**Source material**

____________________

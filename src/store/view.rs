//! The derived view of the task list: which tasks are visible under the
//! current search text and category filter. Pure functions, recomputed on
//! demand; the result is never stored.

use crate::model::task::Task;

/// Whether a single task passes the filters: its text must contain
/// `search` (case-sensitive substring) and, when `category` is non-empty,
/// its category must match exactly.
fn matches(task: &Task, search: &str, category: &str) -> bool {
    task.text.contains(search) && (category.is_empty() || task.category == category)
}

/// Positions (into the full list) of the visible tasks, in list order.
///
/// The UI deletes through a filtered view, so it needs the original
/// positions, not just the surviving tasks.
pub fn visible_indices(tasks: &[Task], search: &str, category: &str) -> Vec<usize> {
    tasks
        .iter()
        .enumerate()
        .filter(|(_, task)| matches(task, search, category))
        .map(|(i, _)| i)
        .collect()
}

/// The visible subset itself: an order-preserving subsequence of `tasks`.
pub fn visible<'a>(tasks: &'a [Task], search: &str, category: &str) -> Vec<&'a Task> {
    tasks
        .iter()
        .filter(|task| matches(task, search, category))
        .collect()
}

#[cfg(test)]
mod tests {
    use super::*;
    use crate::model::task::Priority;

    fn task(text: &str, category: &str) -> Task {
        Task {
            text: text.into(),
            priority: Priority::Low,
            due_date: String::new(),
            due_time: String::new(),
            category: category.into(),
        }
    }

    #[test]
    fn no_filters_is_identity() {
        let tasks = vec![task("a", ""), task("b", "Work"), task("c", "Home")];
        let all: Vec<&Task> = tasks.iter().collect();
        assert_eq!(visible(&tasks, "", ""), all);
        assert_eq!(visible_indices(&tasks, "", ""), vec![0, 1, 2]);
    }

    #[test]
    fn search_is_case_sensitive_substring() {
        let tasks = vec![task("Buy milk", ""), task("buy bread", ""), task("Milk run", "")];
        let hits = visible(&tasks, "milk", "");
        assert_eq!(hits.len(), 1);
        assert_eq!(hits[0].text, "Buy milk");

        assert!(visible(&tasks, "MILK", "").is_empty());
    }

    #[test]
    fn category_filter_is_exact() {
        let tasks = vec![
            task("a", "Work"),
            task("b", "work"),
            task("c", "Workout"),
            task("d", ""),
        ];
        let hits = visible(&tasks, "", "Work");
        assert_eq!(hits.len(), 1);
        assert_eq!(hits[0].text, "a");
    }

    #[test]
    fn filters_combine_with_and() {
        let tasks = vec![
            task("pay rent", "Home"),
            task("pay invoices", "Work"),
            task("file taxes", "Home"),
        ];
        let hits = visible(&tasks, "pay", "Home");
        assert_eq!(hits.len(), 1);
        assert_eq!(hits[0].text, "pay rent");
    }

    #[test]
    fn result_preserves_list_order() {
        let tasks = vec![
            task("x one", ""),
            task("two", ""),
            task("x three", ""),
            task("x four", ""),
        ];
        assert_eq!(visible_indices(&tasks, "x", ""), vec![0, 2, 3]);
        let texts: Vec<&str> = visible(&tasks, "x", "")
            .iter()
            .map(|t| t.text.as_str())
            .collect();
        assert_eq!(texts, vec!["x one", "x three", "x four"]);
    }

    #[test]
    fn empty_list_yields_empty_view() {
        assert!(visible(&[], "", "").is_empty());
        assert!(visible_indices(&[], "anything", "Work").is_empty());
    }
}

____________________

**What needs to be done**
The entire set of records should be returned exactly.

**Written answer**
filename src/store/view.rs
//! The derived view of the task list: which tasks are visible under the
//! current search text and category filter. Pure functions, recomputed on
//! demand; the result is never stored.

use crate::model::task::Task;

/// Whether a single task passes the filters: its text must contain
/// `search` (case-sensitive substring) and, when `category` is non-empty,
/// its category must match exactly.
fn matches(task: &Task, search: &str, category: &str) -> bool {
    task.text.contains(search) && (category.is_empty() || task.category == category)
}

/// Positions (into the full list) of the visible tasks, in list order.
///
/// The UI deletes through a filtered view, so it needs the original
/// positions, not just the surviving tasks.
pub fn visible_indices(tasks: &[Task], search: &str, category: &str) -> Vec<usize> {
    tasks
        .iter()
        .enumerate()
        .filter(|(_, task)| matches(task, search, category))
        .map(|(i, _)| i)
        .collect()
}

/// The visible subset itself: an order-preserving subsequence of `tasks`.
pub fn visible<'a>(tasks: &'a [Task], search: &str, category: &str) -> Vec<&'a Task> {
    tasks
        .iter()
        .filter(|task| matches(task, search, category))
        .collect()
}

#[cfg(test)]
mod tests {
    use super::*;
    use crate::model::task::Priority;

    fn task(text: &str, category: &str) -> Task {
        Task {
            text: text.into(),
            priority: Priority::Low,
            due_date: String::new(),
            due_time: String::new(),
            category: category.into(),
        }
    }

    #[test]
    fn no_filters_is_identity() {
        let tasks = vec![task("a", ""), task("b", "Work"), task("c", "Home")];
        let all: Vec<&Task> = tasks.iter().collect();
        assert_eq!(visible(&tasks, "", ""), all);
        assert_eq!(visible_indices(&tasks, "", ""), vec![0, 1, 2]);
    }

    #[test]
    fn search_is_case_sensitive_substring() {
        let tasks = vec![task("Buy milk", ""), task("buy bread", ""), task("Milk run", "")];
        let hits = visible(&tasks, "milk", "");
        assert_eq!(hits.len(), 1);
        assert_eq!(hits[0].text, "Buy milk");

        assert!(visible(&tasks, "MILK", "").is_empty());
    }

    #[test]
    fn category_filter_is_exact() {
        let tasks = vec![
            task("a", "Work"),
            task("b", "work"),
            task("c", "Workout"),
            task("d", ""),
        ];
        let hits = visible(&tasks, "", "Work");
        assert_eq!(hits.len(), 1);
        assert_eq!(hits[0].text, "a");
    }

    #[test]
    fn filters_combine_with_and() {
        let tasks = vec![
            task("pay rent", "Home"),
            task("pay invoices", "Work"),
            task("file taxes", "Home"),
        ];
        let hits = visible(&tasks, "pay", "Home");
        assert_eq!(hits.len(), 1);
        assert_eq!(hits[0].text, "pay rent");
    }

    #[test]
    fn result_preserves_list_order() {
        let tasks = vec![
            task("x one", ""),
            task("two", ""),
            task("x three", ""),
            task("x four", ""),
        ];
        assert_eq!(visible_indices(&tasks, "x", ""), vec![0, 2, 3]);
        let texts: Vec<&str> = visible(&tasks, "x", "")
            .iter()
            .map(|t| t.text.as_str())
            .collect();
        assert_eq!(texts, vec!["x one", "x three", "x four"]);
    }

    #[test]
    fn empty_list_yields_empty_view() {
        assert!(visible(&[], "", "").is_empty());
        assert!(visible_indices(&[], "anything", "Work").is_empty());
    }
}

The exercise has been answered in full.